Omar Khorshid, the president of the Australian Medical Association (AMA), on Wednesday said that it was "baffling" that frontline medical workers caring for COVID-19 patients have not been fitted properly for N95 masks to create an effective seal around the face.

"It's a basic requirement for workplace safety that is not being observed in most states," Omar Khorshid, who succeeded Tony Bartone as the president of the AMA on Aug. 1, told the Guardian Australia.

"(Many state health departments) have completely dropped the ball on healthcare workers safety and appear to be wilfully ignoring repeated calls from clinicians to make sure that everybody who is likely to be the frontlines, and likely to be required to wear an N95 mask, is being properly fit-tested."

"It's something that must be achieved and it's appalling that it hasn't been done already."

State health departments are responsible for providing hospitals with personal protective equipment (PPE) but have often only provided one size of N95 mask, leaving young female health workers particularly vulnerable.

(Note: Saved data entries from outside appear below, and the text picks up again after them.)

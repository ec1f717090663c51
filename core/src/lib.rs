//! FAIR risk quantification engine.
//!
//! Leaf-first:
//!   distribution → simulation → calculation → aggregation
//!   efficacy     ↗
//!
//! `engine::RiskEngine` is the entry point for callers; the lower modules
//! are public for direct use and testing.

pub mod aggregation;
pub mod calculation;
pub mod config;
pub mod distribution;
pub mod efficacy;
pub mod engine;
pub mod error;
pub mod params;
pub mod rng;
pub mod simulation;
pub mod snapshot;
pub mod types;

As of Monday, approximately 14 percent of Victoria's active cases of COVID-19 were healthcare workers.

"It has been our anecdotal experience that standard N95 mask fits certain faces better than other, and smaller women have had a great proportion of test failures, as well as people with different face shapes from different racial backgrounds," Khorshid said.

"We know that healthcare workers are over-represented when it comes to cases of COVID-19, and the idea that they caught that out in the community and not in health care settings is clearly not the case."

"There are a few ways that the transmission could happen but ill-fitting or inappropriate masks may well be part of that."